Take the entries below and print, exactly, the stretch from the line containing "self.suspended.store(value, Ordering::Relaxed);" through the line containing "let target = resolve_virtual(&session.current_dir, arg);", both included.
[Start of Attachment]
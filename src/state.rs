use crate::config::Config;
use crate::core_auth::UserStore;
use crate::core_filter::FilterApplicator;
use crate::core_fs::FileSystem;
use crate::core_network::pasv::PasvHandle;
use crate::registry::Registry;
use std::sync::atomic::{AtomicBool, Ordering};
use std::sync::Arc;

/// The service bundle handed to every connection. Immutable after boot
/// except for the `suspended` flag, which is read at connection start.
pub struct FtpState {
    pub config: Arc<Config>,
    pub fs: Arc<dyn FileSystem>,
    pub users: Arc<dyn UserStore>,
    pub filters: FilterApplicator,
    pub registry: Arc<Registry>,
    pub pasv: PasvHandle,
    suspended: AtomicBool,
}

impl FtpState {
    pub fn new(
        config: Arc<Config>,
        fs: Arc<dyn FileSystem>,
        users: Arc<dyn UserStore>,
        registry: Arc<Registry>,
        pasv: PasvHandle,
    ) -> Self {
        let suspended = config.suspended();
        Self {
            config,
            fs,
            users,
            filters: FilterApplicator::new(),
            registry,
            pasv,
            suspended: AtomicBool::new(suspended),
        }
    }

    pub fn suspended(&self) -> bool {
        self.suspended.load(Ordering::Relaxed)
    }

    pub fn set_suspended(&self, value: bool) {
        self.suspended.store(value, Ordering::Relaxed);
    }
}
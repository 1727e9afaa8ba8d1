use crate::helpers::{quote_path, resolve_virtual, virtual_parent};
use crate::reply::Reply;
use crate::session::Session;
use crate::state::FtpState;
use log::info;

/// Handles the CWD FTP command: the target must exist and be a
/// directory before the session moves there.
pub async fn handle_cwd_command(state: &FtpState, session: &mut Session, arg: &str) -> Reply {
    if arg.is_empty() {
        return Reply::new(501, "Syntax error in parameters or arguments.");
    }
    let target = resolve_virtual(&session.current_dir, arg);
    change_dir(state, session, target).await
}

/// Handles CDUP: one level up, clamped at the root.
pub async fn handle_cdup_command(state: &FtpState, session: &mut Session) -> Reply {
    let target = virtual_parent(&session.current_dir);
    change_dir(state, session, target).await
}

async fn change_dir(state: &FtpState, session: &mut Session, target: String) -> Reply {
    match state.fs.stat(&target).await {
        Ok(Some(entry)) if entry.directory => {
            session.current_dir = target;
            info!(
                "Session {} changed directory to {}",
                session.id, session.current_dir
            );
            Reply::new(
                250,
                format!("Directory changed to \"{}\".", quote_path(&session.current_dir)),
            )
        }
        Ok(Some(_)) => Reply::new(550, "Not a directory."),
        Ok(None) => Reply::new(550, "Failed to change directory."),
        Err(e) => e.to_reply(),
    }
}
use crate::reply::Reply;
use crate::session::Session;
use crate::state::FtpState;

use super::utils::filter_veto_reply;

/// Handles the REST FTP command: stash a byte offset for the next
/// RETR/STOR. Meaningless when a filter may change the byte count, so
/// TYPE A rejects it outright.
pub async fn handle_rest_command(state: &FtpState, session: &mut Session, arg: &str) -> Reply {
    if state.filters.modifies_length(session) {
        return filter_veto_reply("REST", session);
    }
    match arg.parse::<u64>() {
        Ok(marker) => {
            session.restart_marker = marker;
            Reply::new(
                350,
                format!(
                    "Restarting at {}. Send STORE or RETRIEVE to initiate transfer.",
                    marker
                ),
            )
        }
        Err(_) => Reply::new(501, "Syntax error in parameters or arguments."),
    }
}
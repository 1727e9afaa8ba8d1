use crate::helpers::{quote_path, resolve_virtual};
use crate::reply::Reply;
use crate::session::Session;
use crate::state::FtpState;
use log::info;

/// Handles the MKD (Make Directory) FTP command.
pub async fn handle_mkd_command(state: &FtpState, session: &mut Session, arg: &str) -> Reply {
    if arg.is_empty() {
        return Reply::new(501, "Syntax error in parameters or arguments.");
    }
    let path = resolve_virtual(&session.current_dir, arg);
    match state.fs.mkdir(&path).await {
        Ok(()) => {
            info!("Session {} created directory {}", session.id, path);
            Reply::new(
                257,
                format!("\"{}\" directory created.", quote_path(&path)),
            )
        }
        Err(e) => e.to_reply(),
    }
}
[End of Attachment]
- [Output of the task]
        self.suspended.store(value, Ordering::Relaxed);
    }
}
repository 1727e9afaa8ba8d1
use crate::helpers::{quote_path, resolve_virtual, virtual_parent};
use crate::reply::Reply;
use crate::session::Session;
use crate::state::FtpState;
use log::info;

/// Handles the CWD FTP command: the target must exist and be a
/// directory before the session moves there.
pub async fn handle_cwd_command(state: &FtpState, session: &mut Session, arg: &str) -> Reply {
    if arg.is_empty() {
        return Reply::new(501, "Syntax error in parameters or arguments.");
    }
    let target = resolve_virtual(&session.current_dir, arg);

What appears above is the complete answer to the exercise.